Well, Chris, I'm not sure, but if you're going to build a weapon that is a giant, sword-wielding robot, I say invest another 60 billion yen into giving it a proper shield. (Unless you are shopping at the dollar store, in which case you don't need to spend 60 billion yen on a shield but can outfit your giant robot with this one from the dollar store for the low, low price of--you guessed it--one measly American dollar.)
I've been broke. I've been so broke I ate ramen for a week, and not that fancy three-dollar ramen that Whole Foods sells, but the 25-cent ramen. Having said that, I typically steer clear of dollar store food. And it's not just a kneejerk bourgeois reaction to dollar-store food. I got sick eating cheese dip from the dollar store. (Then again, it was like my college girlfriend--looked pretty good until we got involved, and then the girlfriend/cheese dip was just poison.) So, have you ever seen a less appetizing can of chili? I mean, this is like hobo chili, and not that hoity-toity "hobo chili" that some douchebag on Food Network cooks with organic beans and vegetables and spices imported from Europe and Mexico, but like honest-to-goodness, cooked over a fire by a railroad track hobo chili.
P.S. I couldn't even find a Web site for "Hartford House"--which in this day and age, is unsettling for reasons too numerous to go into--but I did find this blog entry on Cheap Eats about Hartford House beef stew, which was hilarious.

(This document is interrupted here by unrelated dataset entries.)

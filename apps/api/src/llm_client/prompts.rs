// Shared prompt utilities.
// Each service that needs LLM calls defines its own prompts.rs alongside it;
// this file holds the slot-filling routine they all render through.

/// Fills `{slot}` placeholders in `template` from `slots` in a single pass.
///
/// Only placeholders that appear in the template itself are substituted, so
/// brace-delimited text inside a slot value (a CV quoting `{job_description}`,
/// say) is copied through verbatim. Unknown placeholders are left untouched.
pub fn fill_template(template: &str, slots: &[(&str, &str)]) -> String {
    let extra: usize = slots.iter().map(|(_, v)| v.len()).sum();
    let mut out = String::with_capacity(template.len() + extra);
    let mut rest = template;

    while let Some(open) = rest.find('{') {
        out.push_str(&rest[..open]);
        let after = &rest[open + 1..];

        let replaced = after.find('}').and_then(|close| {
            let name = &after[..close];
            slots
                .iter()
                .find(|(slot, _)| *slot == name)
                .map(|(_, value)| (close, *value))
        });

        match replaced {
            Some((close, value)) => {
                out.push_str(value);
                rest = &after[close + 1..];
            }
            None => {
                out.push('{');
                rest = after;
            }
        }
    }
    out.push_str(rest);
    out
}
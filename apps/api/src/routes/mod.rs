pub mod health;

use axum::{
    extract::DefaultBodyLimit,
    routing::{get, post, put},
    Router,
};

use crate::cv::handlers as cv;
use crate::generation::handlers as generation;
use crate::render::handlers as render;
use crate::scoring::handlers as scoring;
use crate::session::handlers as session;
use crate::state::AppState;

pub fn build_router(state: AppState) -> Router {
    let upload_limit = state.config.max_upload_bytes;

    Router::new()
        .route("/health", get(health::health_handler))
        .route("/api/v1/tones", get(generation::handle_list_tones))
        // Sessions
        .route("/api/v1/sessions", post(session::handle_create_session))
        .route(
            "/api/v1/sessions/:id",
            get(session::handle_get_session).delete(session::handle_delete_session),
        )
        .route(
            "/api/v1/sessions/:id/settings",
            put(session::handle_update_settings),
        )
        .route(
            "/api/v1/sessions/:id/job-description",
            put(session::handle_set_job_description),
        )
        .route(
            "/api/v1/sessions/:id/applicant-name",
            put(session::handle_set_applicant_name),
        )
        // CV intake
        .route(
            "/api/v1/sessions/:id/cv",
            post(cv::handle_upload_cv).layer(DefaultBodyLimit::max(upload_limit)),
        )
        // LLM-backed actions
        .route("/api/v1/sessions/:id/score", post(scoring::handle_score_cv))
        .route(
            "/api/v1/sessions/:id/cover-letter",
            post(generation::handle_generate_cover_letter).put(generation::handle_edit_cover_letter),
        )
        // Downloads
        .route(
            "/api/v1/sessions/:id/cover-letter.txt",
            get(render::handle_download_text),
        )
        .route(
            "/api/v1/sessions/:id/cover-letter.pdf",
            get(render::handle_download_pdf),
        )
        .with_state(state)
}

/// In-process request helpers shared by the handler tests.
#[cfg(test)]
pub mod test_support {
    use std::sync::Arc;

    use axum::{
        body::{to_bytes, Body, Bytes},
        http::{HeaderMap, Request, StatusCode},
        Router,
    };
    use serde_json::Value;
    use tower::ServiceExt;
    use uuid::Uuid;

    use super::build_router;
    use crate::llm_client::Completion;
    use crate::state::{testing::test_state, AppState};

    pub struct TestApp {
        pub router: Router,
        pub state: AppState,
    }

    impl TestApp {
        pub fn new(llm: Option<Arc<dyn Completion>>) -> Self {
            let state = test_state(llm);
            Self {
                router: build_router(state.clone()),
                state,
            }
        }
    }

    pub async fn send_raw(router: &Router, request: Request<Body>) -> (StatusCode, HeaderMap, Bytes) {
        let response = router.clone().oneshot(request).await.unwrap();
        let status = response.status();
        let headers = response.headers().clone();
        let body = to_bytes(response.into_body(), usize::MAX).await.unwrap();
        (status, headers, body)
    }

    /// Sends a request and decodes the body as JSON (`Null` when empty).
    pub async fn send(router: &Router, request: Request<Body>) -> (StatusCode, Value) {
        let (status, _, body) = send_raw(router, request).await;
        let json = if body.is_empty() {
            Value::Null
        } else {
            serde_json::from_slice(&body)
                .unwrap_or_else(|_| Value::String(String::from_utf8_lossy(&body).into_owned()))
        };
        (status, json)
    }

    pub fn json_request(method: &str, uri: &str, body: Value) -> Request<Body> {
        Request::builder()
            .method(method)
            .uri(uri)
            .header("content-type", "application/json")
            .body(Body::from(body.to_string()))
            .unwrap()
    }

    pub fn empty_request(method: &str, uri: &str) -> Request<Body> {
        Request::builder()
            .method(method)
            .uri(uri)
            .body(Body::empty())
            .unwrap()
    }

    pub async fn create_session(router: &Router) -> Uuid {
        let (status, body) = send(router, empty_request("POST", "/api/v1/sessions")).await;
        assert_eq!(status, StatusCode::CREATED);
        body["id"].as_str().unwrap().parse().unwrap()
    }
}
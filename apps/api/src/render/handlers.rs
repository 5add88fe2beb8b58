//! Axum route handlers for the two cover-letter downloads.

use axum::{
    extract::{Path, State},
    http::header,
    response::IntoResponse,
};
use anyhow::Context;
use tracing::info;
use uuid::Uuid;

use crate::errors::AppError;
use crate::models::session::Session;
use crate::render::filename::format_filename;
use crate::render::pdf::render_cover_letter_pdf;
use crate::state::AppState;

pub const TEXT_FILENAME: &str = "cover_letter.txt";

fn letter_text(session: &Session) -> Result<String, AppError> {
    session
        .cover_letter
        .as_ref()
        .map(|draft| draft.text.clone())
        .ok_or_else(|| {
            AppError::NotFound("No cover letter has been generated for this session".to_string())
        })
}

/// `Content-Disposition` for a download. Non-ASCII names get an RFC 5987
/// `filename*` next to an ASCII fallback.
pub fn content_disposition(filename: &str) -> String {
    if filename.is_ascii() {
        return format!("attachment; filename=\"{filename}\"");
    }
    let fallback: String = filename
        .chars()
        .map(|c| if c.is_ascii() { c } else { '_' })
        .collect();
    let encoded: String = filename
        .bytes()
        .map(|b| match b {
            b'A'..=b'Z' | b'a'..=b'z' | b'0'..=b'9' | b'-' | b'.' | b'_' | b'~' => {
                (b as char).to_string()
            }
            _ => format!("%{b:02X}"),
        })
        .collect();
    format!("attachment; filename=\"{fallback}\"; filename*=UTF-8''{encoded}")
}

/// GET /api/v1/sessions/:id/cover-letter.txt
///
/// The body is exactly the stored draft text.
pub async fn handle_download_text(
    State(state): State<AppState>,
    Path(session_id): Path<Uuid>,
) -> Result<impl IntoResponse, AppError> {
    let session = state.sessions.snapshot(session_id).await?;
    let text = letter_text(&session)?;
    Ok((
        [
            (header::CONTENT_TYPE, "text/plain; charset=utf-8".to_string()),
            (header::CONTENT_DISPOSITION, content_disposition(TEXT_FILENAME)),
        ],
        text,
    ))
}

/// GET /api/v1/sessions/:id/cover-letter.pdf
pub async fn handle_download_pdf(
    State(state): State<AppState>,
    Path(session_id): Path<Uuid>,
) -> Result<impl IntoResponse, AppError> {
    let session = state.sessions.snapshot(session_id).await?;
    let text = letter_text(&session)?;
    let name = session.document_name();
    let filename = format_filename(&name);

    let config = state.page_config.clone();
    let pdf = tokio::task::spawn_blocking(move || render_cover_letter_pdf(&text, &name, &config))
        .await
        .context("PDF render task failed")??;
    info!(session_id = %session_id, bytes = pdf.len(), filename = %filename, "cover letter PDF rendered");

    Ok((
        [
            (header::CONTENT_TYPE, "application/pdf".to_string()),
            (header::CONTENT_DISPOSITION, content_disposition(&filename)),
        ],
        pdf,
    ))
}
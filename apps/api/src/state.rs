use std::sync::Arc;

use crate::config::Config;
use crate::llm_client::Completion;
use crate::render::PageConfig;
use crate::session::SessionStore;

/// Shared application state injected into all route handlers via Axum extractors.
#[derive(Clone)]
pub struct AppState {
    pub config: Config,
    pub sessions: SessionStore,
    /// Completion backend. `None` when no API key is configured.
    pub llm: Option<Arc<dyn Completion>>,
    /// Page geometry and fonts for the cover-letter PDF.
    pub page_config: PageConfig,
}

impl AppState {
    pub fn has_api_key(&self) -> bool {
        self.llm.is_some()
    }
}
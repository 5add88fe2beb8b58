use once_cell::sync::Lazy;
use regex::Regex;

/// Base used when there is no usable applicant name.
pub const DEFAULT_BASE: &str = "Cover_Letter";

fn disallowed_chars_regex() -> &'static Regex {
    static DISALLOWED: Lazy<Regex> =
        Lazy::new(|| Regex::new(r"[^\w\s-]").expect("Failed to create disallowed_chars_regex"));
    &DISALLOWED
}

fn separator_run_regex() -> &'static Regex {
    static SEPARATORS: Lazy<Regex> =
        Lazy::new(|| Regex::new(r"[-\s]+").expect("Failed to create separator_run_regex"));
    &SEPARATORS
}

/// Derives the PDF download name from an applicant name.
///
/// Surrounding whitespace is trimmed first, so `" John "` gives
/// `John_Cover_Letter.pdf` rather than a leading underscore. Anything other than word characters, whitespace and hyphens is dropped,
/// then each hyphen/whitespace run becomes one underscore. Placeholder or
/// empty names yield `Cover_Letter.pdf`.
pub fn format_filename(applicant_name: &str) -> String {
    let stripped = disallowed_chars_regex().replace_all(applicant_name.trim(), "");
    let clean = separator_run_regex().replace_all(&stripped, "_");

    let base = match clean.to_lowercase().as_str() {
        "[your name]" | "your_name" | "" => DEFAULT_BASE.to_string(),
        _ => format!("{clean}_{DEFAULT_BASE}"),
    };
    format!("{base}.pdf")
}
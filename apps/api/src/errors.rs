use axum::{
    http::StatusCode,
    response::{IntoResponse, Response},
    Json,
};
use serde_json::json;
use thiserror::Error;

use crate::cv::extract::ExtractError;
use crate::llm_client::LlmError;
use crate::render::pdf::RenderError;

/// Application-level error type.
/// Implements `IntoResponse` so Axum handlers can return `Result<T, AppError>`.
///
/// Every variant is local to the request that raised it; the user may always
/// retry the triggering action.
#[derive(Debug, Error)]
pub enum AppError {
    #[error("Not found: {0}")]
    NotFound(String),

    #[error("Validation error: {0}")]
    Validation(String),

    #[error("PDF extraction failed: {0}")]
    Extraction(#[from] ExtractError),

    #[error("The uploaded file doesn't appear to be a valid CV")]
    InvalidCv,

    #[error("LLM error: {0}")]
    Llm(#[from] LlmError),

    #[error("PDF generation error: {0}")]
    Render(#[from] RenderError),

    #[error("Internal server error: {0}")]
    Internal(#[from] anyhow::Error),
}

impl IntoResponse for AppError {
    fn into_response(self) -> Response {
        let (status, code, message) = match &self {
            AppError::NotFound(msg) => (StatusCode::NOT_FOUND, "NOT_FOUND", msg.clone()),
            AppError::Validation(msg) => (StatusCode::BAD_REQUEST, "VALIDATION_ERROR", msg.clone()),
            AppError::Extraction(e) => {
                tracing::warn!("CV extraction failed: {e}");
                (
                    StatusCode::UNPROCESSABLE_ENTITY,
                    "EXTRACTION_FAILED",
                    format!("Failed to extract text from the PDF ({e}). Please try a different file."),
                )
            }
            AppError::InvalidCv => (
                StatusCode::UNPROCESSABLE_ENTITY,
                "INVALID_CV",
                "The uploaded file doesn't appear to be a valid CV. Please check the content and try again."
                    .to_string(),
            ),
            AppError::Llm(e) => {
                tracing::error!("LLM error: {e}");
                // Upstream failures are shown to the user as-is.
                (StatusCode::BAD_GATEWAY, "LLM_ERROR", e.to_string())
            }
            AppError::Render(e) => {
                tracing::error!("Render error: {e}");
                (
                    StatusCode::INTERNAL_SERVER_ERROR,
                    "RENDER_ERROR",
                    format!("PDF generation error: {e}. The plain-text download is still available."),
                )
            }
            AppError::Internal(e) => {
                tracing::error!("Internal error: {e:?}");
                (
                    StatusCode::INTERNAL_SERVER_ERROR,
                    "INTERNAL_ERROR",
                    "An internal server error occurred".to_string(),
                )
            }
        };

        let body = Json(json!({
            "error": {
                "code": code,
                "message": message
            }
        }));

        (status, body).into_response()
    }
}

#[cfg(test)]
mod tests {
    use super::*;

    #[test]
    fn test_validation_maps_to_bad_request() {
        let response = AppError::Validation("too short".to_string()).into_response();
        assert_eq!(response.status(), StatusCode::BAD_REQUEST);
    }

    #[test]
    fn test_invalid_cv_maps_to_unprocessable() {
        let response = AppError::InvalidCv.into_response();
        assert_eq!(response.status(), StatusCode::UNPROCESSABLE_ENTITY);
    }

    #[test]
    fn test_llm_error_maps_to_bad_gateway() {
        let err = AppError::Llm(LlmError::Api {
            status: 429,
            message: "quota exceeded".to_string(),
        });
        assert!(err.to_string().contains("quota exceeded"));
        assert_eq!(err.into_response().status(), StatusCode::BAD_GATEWAY);
    }

    #[test]
    fn test_not_found_maps_to_404() {
        let response = AppError::NotFound("session".to_string()).into_response();
        assert_eq!(response.status(), StatusCode::NOT_FOUND);
    }
}
// Cover-letter prompt template.
// Rendered through llm_client::prompts::fill_template; bump the version
// whenever the wording changes so logged calls can be traced to a template.

use crate::cv::name::NAME_PLACEHOLDER;
use crate::generation::tone::ToneDirective;
use crate::llm_client::prompts::fill_template;

pub const COVER_LETTER_TEMPLATE_VERSION: &str = "cover-letter/v1";

/// Slots: {cv_content}, {job_description}, {tone}, {applicant_name}
pub const COVER_LETTER_TEMPLATE: &str = r#"You are an expert career advisor and cover letter writer. Based on the provided CV and job description, create a professional, compelling cover letter that highlights the applicant's most relevant qualifications and demonstrates their suitability for the position.

CV Content:
{cv_content}

Job Description:
{job_description}

Tone Instructions:
{tone}

Instructions:
1. Write a comprehensive, detailed cover letter that is approximately 4-6 paragraphs long
2. Follow the specified tone while maintaining professionalism
3. Provide specific examples and detailed explanations of relevant skills, experiences, and achievements from the CV that match the job requirements
4. Show genuine enthusiasm for the role and company with specific reasons why you're interested
5. Include a strong, compelling opening that immediately grabs attention
6. Dedicate sufficient space to explain how your background aligns with each major requirement
7. Include a paragraph about your understanding of the company/role and why you're a great fit
8. End with a confident call to action
9. If the applicant's name is not clearly identifiable from the CV, use "[Your Name]" as a placeholder
10. Use "[Company Name]" and "[Hiring Manager]" as placeholders if not specified in the job description

Applicant Name (if identified): {applicant_name}

Generate a professional cover letter:"#;

/// Named slots for the cover-letter template.
#[derive(Debug, Clone)]
pub struct CoverLetterPrompt<'a> {
    pub cv_content: &'a str,
    pub job_description: &'a str,
    /// `None` renders the `[Your Name]` placeholder.
    pub applicant_name: Option<&'a str>,
    pub tone: ToneDirective,
}

impl CoverLetterPrompt<'_> {
    pub fn render(&self) -> String {
        fill_template(
            COVER_LETTER_TEMPLATE,
            &[
                ("cv_content", self.cv_content),
                ("job_description", self.job_description),
                ("tone", self.tone.instruction()),
                ("applicant_name", self.applicant_name.unwrap_or(NAME_PLACEHOLDER)),
            ],
        )
    }
}
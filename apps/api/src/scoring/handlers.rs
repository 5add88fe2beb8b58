//! Axum route handler for CV/job match scoring.

use std::time::Instant;

use axum::{
    extract::{Path, State},
    Json,
};
use serde::Serialize;
use tracing::info;
use uuid::Uuid;

use crate::errors::AppError;
use crate::generation::generator::ensure_requirements;
use crate::scoring::parser::MatchScoreResult;
use crate::scoring::prompts::{ScoringPrompt, SCORING_TEMPLATE_VERSION};
use crate::state::AppState;

#[derive(Debug, Serialize)]
pub struct ScoreView {
    #[serde(flatten)]
    pub result: MatchScoreResult,
    pub verdict: &'static str,
}

impl From<&MatchScoreResult> for ScoreView {
    fn from(result: &MatchScoreResult) -> Self {
        ScoreView {
            verdict: result.verdict(),
            result: result.clone(),
        }
    }
}

/// POST /api/v1/sessions/:id/score
///
/// Scores the session's CV against its job description. The new result
/// replaces any earlier one; on failure the earlier one stays.
pub async fn handle_score_cv(
    State(state): State<AppState>,
    Path(session_id): Path<Uuid>,
) -> Result<Json<ScoreView>, AppError> {
    let session = state.sessions.snapshot(session_id).await?;
    ensure_requirements(&session.missing_requirements(state.has_api_key()))?;
    let llm = state
        .llm
        .clone()
        .ok_or_else(|| AppError::Validation("Please provide: API key".to_string()))?;

    let prompt = ScoringPrompt {
        cv_content: session.valid_cv_text().unwrap_or_default(),
        job_description: &session.job_description,
    }
    .render();

    info!(
        session_id = %session_id,
        template = SCORING_TEMPLATE_VERSION,
        temperature = session.settings.temperature,
        prompt_chars = prompt.len(),
        "scoring CV against job description"
    );

    let started = Instant::now();
    let raw = llm.complete(&prompt, session.settings.temperature).await?;
    let result = MatchScoreResult::parse(&raw);

    info!(
        session_id = %session_id,
        score = result.score,
        elapsed_ms = started.elapsed().as_millis() as u64,
        "match score stored"
    );

    let view = ScoreView::from(&result);
    state
        .sessions
        .update(session_id, |s| s.match_score = Some(result))
        .await?;
    Ok(Json(view))
}
//! Axum route handler for CV upload.

use axum::{
    extract::{Multipart, Path, State},
    Json,
};
use bytes::Bytes;
use serde::Serialize;
use tracing::{info, warn};
use uuid::Uuid;

use crate::cv::extract::{extract_text, ExtractedText};
use crate::cv::name::extract_name;
use crate::cv::validation::{is_valid_cv, matched_keywords};
use crate::errors::AppError;
use crate::models::session::CvDocument;
use crate::state::AppState;

/// Multipart field carrying the PDF.
pub const FILE_FIELD: &str = "file";
pub const PREVIEW_CHARS: usize = 500;

// ────────────────────────────────────────────────────────────────────────────
// Response types
// ────────────────────────────────────────────────────────────────────────────

#[derive(Debug, Serialize)]
pub struct CvSummary {
    pub preview: String,
    pub char_count: usize,
    pub is_valid: bool,
    pub matched_keywords: Vec<&'static str>,
    pub suggested_name: Option<String>,
    pub source_filename: Option<String>,
}

impl From<&CvDocument> for CvSummary {
    fn from(cv: &CvDocument) -> Self {
        CvSummary {
            preview: preview(&cv.text),
            char_count: cv.text.chars().count(),
            is_valid: cv.is_valid,
            matched_keywords: matched_keywords(&cv.text),
            suggested_name: cv.suggested_name.clone(),
            source_filename: cv.source_filename.clone(),
        }
    }
}

/// First `PREVIEW_CHARS` characters, with `...` appended when cut.
pub fn preview(text: &str) -> String {
    let mut chars = text.chars();
    let head: String = chars.by_ref().take(PREVIEW_CHARS).collect();
    if chars.next().is_some() {
        format!("{head}...")
    } else {
        head
    }
}

/// Runs the validity check and name heuristic over freshly extracted text.
pub fn build_cv_document(extracted: ExtractedText, source_filename: Option<String>) -> CvDocument {
    let is_valid = is_valid_cv(&extracted.text);
    let suggested_name = extract_name(&extracted.layout_text);
    CvDocument {
        text: extracted.text,
        layout_text: extracted.layout_text,
        is_valid,
        suggested_name,
        source_filename,
    }
}

async fn read_file_field(multipart: &mut Multipart) -> Result<(Option<String>, Bytes), AppError> {
    while let Some(field) = multipart
        .next_field()
        .await
        .map_err(|e| AppError::Validation(format!("Malformed upload: {e}")))?
    {
        if field.name() != Some(FILE_FIELD) {
            continue;
        }
        let filename = field.file_name().map(str::to_string);
        let bytes = field
            .bytes()
            .await
            .map_err(|e| AppError::Validation(format!("Malformed upload: {e}")))?;
        return Ok((filename, bytes));
    }
    Err(AppError::Validation(format!(
        "Missing multipart field '{FILE_FIELD}' with the CV PDF"
    )))
}

// ────────────────────────────────────────────────────────────────────────────
// Handlers
// ────────────────────────────────────────────────────────────────────────────

/// POST /api/v1/sessions/:id/cv
///
/// Replaces the session's CV. On extraction failure the stored CV is cleared;
/// a CV that fails the plausibility check is kept but marked invalid, and the
/// request still fails so the user uploads a better file.
pub async fn handle_upload_cv(
    State(state): State<AppState>,
    Path(session_id): Path<Uuid>,
    mut multipart: Multipart,
) -> Result<Json<CvSummary>, AppError> {
    state.sessions.snapshot(session_id).await?;

    let (filename, bytes) = read_file_field(&mut multipart).await?;
    let upload_bytes = bytes.len();

    let extracted = match extract_text(bytes).await {
        Ok(extracted) => extracted,
        Err(e) => {
            warn!(session_id = %session_id, upload_bytes, "CV extraction failed: {e}");
            state.sessions.update(session_id, |s| s.cv = None).await?;
            return Err(e.into());
        }
    };

    let cv = build_cv_document(extracted, filename);
    let summary = CvSummary::from(&cv);
    let is_valid = cv.is_valid;
    state.sessions.update(session_id, |s| s.cv = Some(cv)).await?;

    if !is_valid {
        warn!(
            session_id = %session_id,
            chars = summary.char_count,
            keywords = summary.matched_keywords.len(),
            "uploaded file does not look like a CV"
        );
        return Err(AppError::InvalidCv);
    }

    info!(
        session_id = %session_id,
        chars = summary.char_count,
        name_found = summary.suggested_name.is_some(),
        "CV accepted"
    );
    Ok(Json(summary))
}
mod config;
mod cv;
mod errors;
mod generation;
mod llm_client;
mod models;
mod render;
mod routes;
mod scoring;
mod session;
mod state;

use anyhow::Result;
use std::net::SocketAddr;
use std::sync::Arc;
use tower_http::{cors::CorsLayer, trace::TraceLayer};
use tracing::{info, warn};
use tracing_subscriber::{layer::SubscriberExt, util::SubscriberInitExt, EnvFilter};

use crate::config::Config;
use crate::llm_client::{Completion, LlmClient};
use crate::render::default_page_config;
use crate::routes::build_router;
use crate::session::SessionStore;
use crate::state::AppState;

#[tokio::main]
async fn main() -> Result<()> {
    // Load configuration first (fails on malformed env values)
    let config = Config::from_env()?;

    // Initialize structured logging
    tracing_subscriber::registry()
        .with(EnvFilter::try_from_default_env().unwrap_or_else(|_| {
            EnvFilter::new(format!("{}={}", env!("CARGO_PKG_NAME"), &config.rust_log))
        }))
        .with(tracing_subscriber::fmt::layer())
        .init();

    info!("Starting Covercraft API v{}", env!("CARGO_PKG_VERSION"));

    // Initialize LLM client, if a key is configured
    let llm: Option<Arc<dyn Completion>> = match &config.openai_api_key {
        Some(key) => {
            let client = LlmClient::new(
                key.clone(),
                config.openai_base_url.clone(),
                config.openai_model.clone(),
            );
            info!("LLM client initialized (model: {})", client.model());
            Some(Arc::new(client))
        }
        None => {
            warn!("OPENAI_API_KEY is not set; scoring and generation will be refused");
            None
        }
    };

    let sessions = SessionStore::new(chrono::Duration::minutes(config.session_idle_ttl_minutes));
    info!(
        "Session store ready (idle TTL: {} min)",
        config.session_idle_ttl_minutes
    );

    let page_config = default_page_config();

    // Build app state
    let state = AppState {
        config: config.clone(),
        sessions,
        llm,
        page_config,
    };

    // Build router
    let app = build_router(state)
        .layer(TraceLayer::new_for_http())
        .layer(CorsLayer::permissive());

    let addr: SocketAddr = format!("0.0.0.0:{}", config.port).parse()?;
    info!("Listening on {addr}");

    let listener = tokio::net::TcpListener::bind(addr).await?;
    axum::serve(listener, app).await?;

    Ok(())
}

Balloons? Check. Napkins? Check. Robot shield? Check. Autobiography of Hollywood legend/former talk show host? You bet. When I'm desperate for something to read and don't have a lot of money, I browse the used books on Amazon or Abe Books. Sometimes, I go to my local Books-a-Million and look at the sale rack. But I've never thought about finding a book at the dollar store. Amazingly, although I've never heard of this book, it garnered 4 1/2 stars from Amazon's reviewers, and the people who said nice things about it include Mario Cuomo and Mary Steenburgen.
P.S. While Googling "Mary Steenburgen" to make sure I spelled it right, the second Google auto-search result is "mary steenburgen hot." I don't even know what to say.
Now I know what I'm going to get Rupert Murdoch this year for Hanukkah. He needs all the help he can get for MySpace. Haha! BUUURN!
Finally, the dollar store is stocking DVD's! For a dollar! On the con side, this is the selection you get. Scary Movie 4 should be buried and never see the light of day again, like the Ark of the Covenant at the end of Raiders of the Lost Ark. I picked up the movie "London" and put it down again after reading the blurb, "Not a movie about the city, but about a hot woman!" (This was literally the description.) Strangely, this was a deal breaker. I did pick up "1408," though, because, hey, it's John Cusack, it's Stephen King, it's Cthulu. How can you lose? Especially for a buck?
1 year ago





1 comments:
i LOVE the dollar store. food is a general no-no, but a ROBOT SHIELD? a honest-to-goodness robot shield? excellent find, my friend.